--- Task ---
From the first line of the data below, copy each line up to the one containing "Support contact published", and include that line too.

--- Provided data ---
++++++++++
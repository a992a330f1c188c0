use serde::{Deserialize, Serialize};

#[derive(Serialize, Deserialize, Debug)]
pub struct Health {
    pub status: &'static str,
}

/// Status envelope returned by mutating loan endpoints.
///
/// `status_code` mirrors the HTTP status as a string, e.g. `"201"`.
#[derive(Serialize, Deserialize, Debug, Clone, PartialEq, Eq)]
#[serde(rename_all = "camelCase")]
pub struct ResponseDto {
    pub status_code: String,
    pub status_msg: String,
}

impl ResponseDto {
    pub fn new(status_code: &str, status_msg: &str) -> Self {
        Self { status_code: status_code.to_string(), status_msg: status_msg.to_string() }
    }
}

/// Support contact published by `/api/contact-info`.
#[derive(Serialize, Deserialize, Debug, Clone, Default)]
#[serde(rename_all = "camelCase")]
pub struct ContactInfo {
    pub name: String,
    pub email: String,
    pub on_call_support: Vec<String>,
}
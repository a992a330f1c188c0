use std::{future::Future, net::SocketAddr, path::Path, sync::Arc};

use axum::Router;
use configs::{AppConfig, StorageBackend};
use tower_http::cors::CorsLayer;
use tracing::{info, warn};

use service::loans::{
    memory::InMemoryLoanRepository, repo::seaorm::SeaOrmLoanRepository, repository::LoanRepository, LoanDefaults,
    LoanService,
};

use crate::{routes, state::ServerState};

fn build_cors() -> CorsLayer {
    CorsLayer::very_permissive()
}

/// Where the running configuration came from.
#[derive(Debug, Clone, PartialEq, Eq)]
pub enum ConfigSource {
    File(String),
    /// No file at this path; defaults plus environment variables.
    Environment(String),
}

/// `config.toml` (or `CONFIG_PATH`) when present, otherwise defaults plus env vars.
///
/// Nothing is logged here; the caller reports the source once logging is up.
pub fn load_config() -> anyhow::Result<(AppConfig, ConfigSource)> {
    let path = std::env::var("CONFIG_PATH").unwrap_or_else(|_| "config.toml".to_string());
    load_config_from(&path)
}

pub fn load_config_from(path: &str) -> anyhow::Result<(AppConfig, ConfigSource)> {
    if Path::new(path).exists() {
        let mut cfg = configs::load_from_file(path)?;
        cfg.normalize_and_validate()?;
        Ok((cfg, ConfigSource::File(path.to_string())))
    } else {
        Ok((AppConfig::from_env()?, ConfigSource::Environment(path.to_string())))
    }
}

/// Pick the repository named by `[storage]` and wire the loan service to it.
pub async fn build_state(cfg: AppConfig) -> anyhow::Result<ServerState> {
    let repo: Arc<dyn LoanRepository> = match cfg.storage.backend {
        StorageBackend::Memory => {
            warn!("using in-memory loan storage; data is lost on restart");
            Arc::new(InMemoryLoanRepository::new())
        }
        StorageBackend::Postgres => {
            let db = models::db::connect_with_config(&cfg.database).await?;
            if cfg.database.run_migrations {
                models::db::migrate(&db).await?;
                info!("database migrations applied");
            }
            Arc::new(SeaOrmLoanRepository { db })
        }
    };
    let loans = LoanService::new(repo, LoanDefaults::from(&cfg.loans));
    Ok(ServerState::new(loans, cfg))
}

pub fn build_app(state: ServerState) -> Router {
    routes::build_router(state, build_cors())
}

fn bind_addr(cfg: &AppConfig) -> anyhow::Result<SocketAddr> {
    Ok(format!("{}:{}", cfg.server.host, cfg.server.port).parse()?)
}

/// Serve until `shutdown` resolves; in-flight requests are allowed to finish.
pub async fn run_with_config<F>(cfg: AppConfig, shutdown: F) -> anyhow::Result<()>
where
    F: Future<Output = ()> + Send + 'static,
{
    let addr = bind_addr(&cfg)?;
    let state = build_state(cfg).await?;
    let app = build_app(state);

    info!(%addr, "starting loans server");
    let listener = tokio::net::TcpListener::bind(addr).await?;
    axum::serve(listener, app).with_graceful_shutdown(shutdown).await?;
    info!("loans server stopped");
    Ok(())
}

#[cfg(test)]
mod tests {
    use super::*;

    #[test]
    fn config_file_is_reported_as_source() -> anyhow::Result<()> {
        let path = std::env::temp_dir().join(format!("loans-config-{}.toml", std::process::id()));
        std::fs::write(&path, "[storage]\nbackend = \"memory\"\n[server]\nport = 9191\nhost = \"\"\n")?;
        let path = path.to_string_lossy().into_owned();

        let loaded = load_config_from(&path);
        std::fs::remove_file(&path)?;
        let (cfg, source) = loaded?;

        assert_eq!(source, ConfigSource::File(path));
        assert_eq!(cfg.server.port, 9191);
        assert_eq!(cfg.server.host, "127.0.0.1");
        assert_eq!(cfg.storage.backend, StorageBackend::Memory);
        Ok(())
    }
}
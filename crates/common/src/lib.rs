pub mod types;
pub mod utils;
pub mod constants;

#[cfg(test)]
mod tests {
    use super::*;

    #[test]
    fn health_type_ok() {
        let h = types::Health { status: "ok" };
        assert_eq!(h.status, "ok");
    }

    #[test]
    fn response_dto_uses_camel_case() {
        let dto = types::ResponseDto::new(constants::STATUS_201, constants::MESSAGE_201);
        let json = serde_json::to_value(&dto).unwrap();
        assert_eq!(json["statusCode"], "201");
        assert_eq!(json["statusMsg"], "Loan created successfully");
    }
}
//! Status codes and messages carried in [`crate::types::ResponseDto`].

pub const STATUS_201: &str = "201";
pub const MESSAGE_201: &str = "Loan created successfully";
pub const STATUS_200: &str = "200";
pub const MESSAGE_200: &str = "Request processed successfully";
pub const STATUS_417: &str = "417";
pub const MESSAGE_417_UPDATE: &str = "Update operation failed. Please try again or contact Dev team";
pub const MESSAGE_417_DELETE: &str = "Delete operation failed. Please try again or contact Dev team";
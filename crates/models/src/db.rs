use std::time::Duration;

use migration::MigratorTrait;
use sea_orm::{ConnectOptions, Database, DatabaseConnection};
use tracing::info;

pub use configs::DatabaseConfig;

/// Connect with pool sizing and timeouts taken from `[database]`.
pub async fn connect_with_config(cfg: &DatabaseConfig) -> anyhow::Result<DatabaseConnection> {
    let mut opts = ConnectOptions::new(cfg.url.clone());
    opts.max_connections(cfg.max_connections)
        .min_connections(cfg.min_connections)
        .connect_timeout(Duration::from_secs(cfg.connect_timeout_secs))
        .acquire_timeout(Duration::from_secs(cfg.acquire_timeout_secs))
        .idle_timeout(Duration::from_secs(cfg.idle_timeout_secs))
        .max_lifetime(Duration::from_secs(cfg.max_lifetime_secs))
        .sqlx_logging(cfg.sqlx_logging);
    let db = Database::connect(opts).await?;
    info!(max_connections = cfg.max_connections, min_connections = cfg.min_connections, "database pool ready");
    Ok(db)
}

/// Private in-memory SQLite database with the schema applied.
///
/// The pool is pinned to a single connection: every SQLite `:memory:` connection
/// is its own database.
pub async fn connect_in_memory() -> anyhow::Result<DatabaseConnection> {
    let mut opts = ConnectOptions::new("sqlite::memory:".to_string());
    opts.max_connections(1).min_connections(1).sqlx_logging(false);
    let db = Database::connect(opts).await?;
    migrate(&db).await?;
    Ok(db)
}

/// Apply all pending migrations.
pub async fn migrate(db: &DatabaseConnection) -> anyhow::Result<()> {
    migration::Migrator::up(db, None).await?;
    Ok(())
}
++++++++++
--- Completed exercise ---
repository a992a330f1c188c0
use serde::{Deserialize, Serialize};

#[derive(Serialize, Deserialize, Debug)]
pub struct Health {
    pub status: &'static str,
}

/// Status envelope returned by mutating loan endpoints.
///
/// `status_code` mirrors the HTTP status as a string, e.g. `"201"`.
#[derive(Serialize, Deserialize, Debug, Clone, PartialEq, Eq)]
#[serde(rename_all = "camelCase")]
pub struct ResponseDto {
    pub status_code: String,
    pub status_msg: String,
}

impl ResponseDto {
    pub fn new(status_code: &str, status_msg: &str) -> Self {
        Self { status_code: status_code.to_string(), status_msg: status_msg.to_string() }
    }
}

/// Support contact published by `/api/contact-info`.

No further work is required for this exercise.